Saved data entries:
==================================================

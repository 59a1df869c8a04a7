//! File import orchestration.
//!
//! [`Importer::import`] sniffs the format, dispatches to the matching reader
//! and turns an empty result into [`ImportError::NoGeometryFound`]. Nothing is
//! kept between calls.

use std::path::{Path, PathBuf};

use crate::archive::{self, ZipPayload};
use crate::error::{ImportError, Result};
use crate::format::{FileFormat, MAX_FILE_SIZE};
use crate::geometry::Geometry;
use crate::{kml, logger, normalize};

/// An input file: a name, a size and its contents.
#[allow(async_fn_in_trait)]
pub trait SourceFile {
    /// File name, used for format detection.
    fn name(&self) -> &str;

    /// Size in bytes, checked before anything is read.
    fn size(&self) -> u64;

    async fn read_bytes(&self) -> Result<Vec<u8>>;

    /// Contents decoded as UTF-8; invalid sequences are replaced.
    async fn read_text(&self) -> Result<String> {
        let bytes = self.read_bytes().await?;
        Ok(String::from_utf8_lossy(&bytes).into_owned())
    }
}

/// A file on disk, read with `tokio::fs`.
#[derive(Debug, Clone)]
pub struct DiskFile {
    path: PathBuf,
    name: String,
    size: u64,
}

impl DiskFile {
    /// Looks up the file's metadata; contents are read on demand.
    pub async fn open(path: &Path) -> Result<Self> {
        let metadata = tokio::fs::metadata(path).await.map_err(|e| {
            if e.kind() == std::io::ErrorKind::NotFound {
                ImportError::FileNotFound(path.display().to_string())
            } else {
                ImportError::Io(e)
            }
        })?;

        let name = path
            .file_name()
            .map(|n| n.to_string_lossy().into_owned())
            .unwrap_or_default();

        Ok(Self {
            path: path.to_path_buf(),
            name,
            size: metadata.len(),
        })
    }
}

impl SourceFile for DiskFile {
    fn name(&self) -> &str {
        &self.name
    }

    fn size(&self) -> u64 {
        self.size
    }

    async fn read_bytes(&self) -> Result<Vec<u8>> {
        Ok(tokio::fs::read(&self.path).await?)
    }
}

/// An in-memory file, e.g. an upload.
#[derive(Debug, Clone)]
pub struct MemoryFile {
    name: String,
    bytes: Vec<u8>,
}

impl MemoryFile {
    pub fn new(name: impl Into<String>, bytes: impl Into<Vec<u8>>) -> Self {
        Self {
            name: name.into(),
            bytes: bytes.into(),
        }
    }
}

impl SourceFile for MemoryFile {
    fn name(&self) -> &str {
        &self.name
    }

    fn size(&self) -> u64 {
        self.bytes.len() as u64
    }

    async fn read_bytes(&self) -> Result<Vec<u8>> {
        Ok(self.bytes.clone())
    }
}

/// Import settings.
#[derive(Debug, Clone, Copy, PartialEq, Eq)]
pub struct ImportOptions {
    /// Largest accepted file, in bytes.
    pub max_file_size: u64,
}

impl Default for ImportOptions {
    fn default() -> Self {
        Self {
            max_file_size: MAX_FILE_SIZE,
        }
    }
}

/// Imports spatial files into canonical geometries.
#[derive(Debug, Clone, Default)]
pub struct Importer {
    options: ImportOptions,
}

impl Importer {
    pub fn new(options: ImportOptions) -> Self {
        Self { options }
    }

    /// Imports one file.
    ///
    /// On success the list is never empty. Any failure aborts the whole file;
    /// partial results are not returned.
    pub async fn import<F: SourceFile>(&self, file: &F) -> Result<Vec<Geometry>> {
        let format = FileFormat::sniff(file.name(), file.size(), self.options.max_file_size)?;
        logger::debug(&format!(
            "{}: {} bytes, format {}",
            file.name(),
            file.size(),
            format
        ));

        let geometries = match format {
            FileFormat::Geojson => normalize::normalize(&file.read_text().await?)?,
            FileFormat::Kml => kml::parse_str(&file.read_text().await?)?,
            FileFormat::Kmz => {
                let text = archive::unwrap_kmz(&file.read_bytes().await?)?;
                kml::parse_str(&text)?
            }
            FileFormat::Zip => match archive::unwrap_zip(&file.read_bytes().await?)? {
                ZipPayload::Geometries(geometries) => geometries,
                ZipPayload::Kml(text) => kml::parse_str(&text)?,
            },
        };

        if geometries.is_empty() {
            return Err(ImportError::NoGeometryFound);
        }
        Ok(geometries)
    }
}

/// Imports one file with the default options.
pub async fn import<F: SourceFile>(file: &F) -> Result<Vec<Geometry>> {
    Importer::default().import(file).await
}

==================================================

Work instruction:
Return the data from the top line through the bottom line exactly.

Exercise result:
repository 59a1df869c8a04a7
//! File import orchestration.
//!
//! [`Importer::import`] sniffs the format, dispatches to the matching reader
//! and turns an empty result into [`ImportError::NoGeometryFound`]. Nothing is
//! kept between calls.

use std::path::{Path, PathBuf};

use crate::archive::{self, ZipPayload};
use crate::error::{ImportError, Result};
use crate::format::{FileFormat, MAX_FILE_SIZE};
use crate::geometry::Geometry;
use crate::{kml, logger, normalize};

/// An input file: a name, a size and its contents.
#[allow(async_fn_in_trait)]
pub trait SourceFile {
    /// File name, used for format detection.
    fn name(&self) -> &str;

    /// Size in bytes, checked before anything is read.
    fn size(&self) -> u64;

    async fn read_bytes(&self) -> Result<Vec<u8>>;

    /// Contents decoded as UTF-8; invalid sequences are replaced.
    async fn read_text(&self) -> Result<String> {
        let bytes = self.read_bytes().await?;
        Ok(String::from_utf8_lossy(&bytes).into_owned())
    }
}

/// A file on disk, read with `tokio::fs`.
#[derive(Debug, Clone)]
pub struct DiskFile {
    path: PathBuf,
    name: String,
    size: u64,
}

impl DiskFile {
    /// Looks up the file's metadata; contents are read on demand.
    pub async fn open(path: &Path) -> Result<Self> {
        let metadata = tokio::fs::metadata(path).await.map_err(|e| {
            if e.kind() == std::io::ErrorKind::NotFound {
                ImportError::FileNotFound(path.display().to_string())
            } else {
                ImportError::Io(e)
            }
        })?;

        let name = path
            .file_name()
            .map(|n| n.to_string_lossy().into_owned())
            .unwrap_or_default();

        Ok(Self {
            path: path.to_path_buf(),
            name,
            size: metadata.len(),
        })
    }
}

impl SourceFile for DiskFile {
    fn name(&self) -> &str {
        &self.name
    }

    fn size(&self) -> u64 {
        self.size
    }

    async fn read_bytes(&self) -> Result<Vec<u8>> {
        Ok(tokio::fs::read(&self.path).await?)
    }
}

/// An in-memory file, e.g. an upload.
#[derive(Debug, Clone)]
pub struct MemoryFile {
    name: String,
    bytes: Vec<u8>,
}

impl MemoryFile {
    pub fn new(name: impl Into<String>, bytes: impl Into<Vec<u8>>) -> Self {
        Self {
            name: name.into(),
            bytes: bytes.into(),
        }
    }
}

impl SourceFile for MemoryFile {
    fn name(&self) -> &str {
        &self.name
    }

    fn size(&self) -> u64 {
        self.bytes.len() as u64
    }

    async fn read_bytes(&self) -> Result<Vec<u8>> {
        Ok(self.bytes.clone())
    }
}

/// Import settings.
#[derive(Debug, Clone, Copy, PartialEq, Eq)]
pub struct ImportOptions {
    /// Largest accepted file, in bytes.
    pub max_file_size: u64,
}

impl Default for ImportOptions {
    fn default() -> Self {
        Self {
            max_file_size: MAX_FILE_SIZE,
        }
    }
}

/// Imports spatial files into canonical geometries.
#[derive(Debug, Clone, Default)]
pub struct Importer {
    options: ImportOptions,
}

impl Importer {
    pub fn new(options: ImportOptions) -> Self {
        Self { options }
    }

    /// Imports one file.
    ///
    /// On success the list is never empty. Any failure aborts the whole file;
    /// partial results are not returned.
    pub async fn import<F: SourceFile>(&self, file: &F) -> Result<Vec<Geometry>> {
        let format = FileFormat::sniff(file.name(), file.size(), self.options.max_file_size)?;
        logger::debug(&format!(
            "{}: {} bytes, format {}",
            file.name(),
            file.size(),
            format
        ));

        let geometries = match format {
            FileFormat::Geojson => normalize::normalize(&file.read_text().await?)?,
            FileFormat::Kml => kml::parse_str(&file.read_text().await?)?,
            FileFormat::Kmz => {
                let text = archive::unwrap_kmz(&file.read_bytes().await?)?;
                kml::parse_str(&text)?
            }
            FileFormat::Zip => match archive::unwrap_zip(&file.read_bytes().await?)? {
                ZipPayload::Geometries(geometries) => geometries,
                ZipPayload::Kml(text) => kml::parse_str(&text)?,
            },
        };

        if geometries.is_empty() {
            return Err(ImportError::NoGeometryFound);
        }
        Ok(geometries)
    }
}

/// Imports one file with the default options.
pub async fn import<F: SourceFile>(file: &F) -> Result<Vec<Geometry>> {
    Importer::default().import(file).await
}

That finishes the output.